### Listed records

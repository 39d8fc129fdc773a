//! Text cleanup applied to every piece of extracted text.

/// Typographic characters replaced with their plain ASCII equivalents.
const REPLACEMENTS: [(char, char); 5] = [
    ('\u{00A0}', ' '),  // no-break space
    ('\u{201C}', '"'),  // “
    ('\u{201D}', '"'),  // ”
    ('\u{2018}', '\''), // ‘
    ('\u{2019}', '\''), // ’
];

/// Normalizes text extracted from HTML.
///
/// Each source line is normalized and trimmed, then the lines are joined
/// with a single space, so the result never contains a newline.
#[derive(Debug, Clone, Copy, Default, PartialEq, Eq)]
pub struct TextCleaner {
    ascii_only: bool,
}

impl TextCleaner {
    /// Create a cleaner that keeps non-ASCII characters.
    pub fn new() -> Self {
        Self::default()
    }

    /// Drop every non-ASCII character left after replacement.
    pub fn with_ascii_only(mut self, ascii_only: bool) -> Self {
        self.ascii_only = ascii_only;
        self
    }

    /// Whether non-ASCII characters are removed.
    pub fn is_ascii_only(&self) -> bool {
        self.ascii_only
    }

    /// Clean a block of text. Never fails; may return an empty string.
    pub fn clean(&self, text: &str) -> String {
        text.split('\n')
            .map(|line| self.clean_line(line))
            .collect::<Vec<_>>()
            .join(" ")
            .trim()
            .to_string()
    }

    fn clean_line(&self, line: &str) -> String {
        let replaced: String = line
            .chars()
            .map(replace_char)
            .filter(|c| !self.ascii_only || c.is_ascii())
            .collect();
        replaced.trim().to_string()
    }
}

fn replace_char(c: char) -> char {
    REPLACEMENTS
        .iter()
        .find(|(from, _)| *from == c)
        .map_or(c, |(_, to)| *to)
}
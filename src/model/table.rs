//! Table types.

use serde::{Deserialize, Serialize};
use std::fmt;

/// A markdown pipe table.
///
/// Header and row widths are rendered as given; rows are neither padded
/// nor truncated to the header width.
#[derive(Debug, Clone, Default, PartialEq, Eq, Serialize, Deserialize)]
pub struct Table {
    /// Header cells (may be empty)
    pub headers: Vec<String>,

    /// Body rows
    pub rows: Vec<Vec<String>>,
}

impl Table {
    /// Create a new empty table.
    pub fn new() -> Self {
        Self::default()
    }

    /// Create a table from headers and rows.
    pub fn with_rows(headers: Vec<String>, rows: Vec<Vec<String>>) -> Self {
        Self { headers, rows }
    }

    /// Add a row to the table.
    pub fn add_row(&mut self, row: Vec<String>) {
        self.rows.push(row);
    }

    /// Get the number of body rows.
    pub fn row_count(&self) -> usize {
        self.rows.len()
    }

    /// Check if the table has neither headers nor rows.
    pub fn is_empty(&self) -> bool {
        self.headers.is_empty() && self.rows.is_empty()
    }
}

fn write_row(f: &mut fmt::Formatter<'_>, cells: &[String]) -> fmt::Result {
    write!(f, "| {} |", cells.join(" | "))
}

impl fmt::Display for Table {
    fn fmt(&self, f: &mut fmt::Formatter<'_>) -> fmt::Result {
        let mut first = true;

        if !self.headers.is_empty() {
            write_row(f, &self.headers)?;
            f.write_str("\n")?;
            let dividers = vec!["---".to_string(); self.headers.len()];
            write_row(f, &dividers)?;
            first = false;
        }

        for row in &self.rows {
            if !first {
                f.write_str("\n")?;
            }
            write_row(f, row)?;
            first = false;
        }

        Ok(())
    }
}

######

• [Problem to work on]:
Please copy only these lines, exactly: the first line of the records through the line containing "an empty string.", ends included.

• [Answer area]:
repository 39d8fc129fdc773a
//! Text cleanup applied to every piece of extracted text.

/// Typographic characters replaced with their plain ASCII equivalents.
const REPLACEMENTS: [(char, char); 5] = [
    ('\u{00A0}', ' '),  // no-break space
    ('\u{201C}', '"'),  // “
    ('\u{201D}', '"'),  // ”
    ('\u{2018}', '\''), // ‘
    ('\u{2019}', '\''), // ’
];

/// Normalizes text extracted from HTML.
///
/// Each source line is normalized and trimmed, then the lines are joined
/// with a single space, so the result never contains a newline.
#[derive(Debug, Clone, Copy, Default, PartialEq, Eq)]
pub struct TextCleaner {
    ascii_only: bool,
}

impl TextCleaner {
    /// Create a cleaner that keeps non-ASCII characters.
    pub fn new() -> Self {
        Self::default()
    }

    /// Drop every non-ASCII character left after replacement.
    pub fn with_ascii_only(mut self, ascii_only: bool) -> Self {
        self.ascii_only = ascii_only;
        self
    }

    /// Whether non-ASCII characters are removed.
    pub fn is_ascii_only(&self) -> bool {
        self.ascii_only
    }

    /// Clean a block of text. Never fails; may return an empty string.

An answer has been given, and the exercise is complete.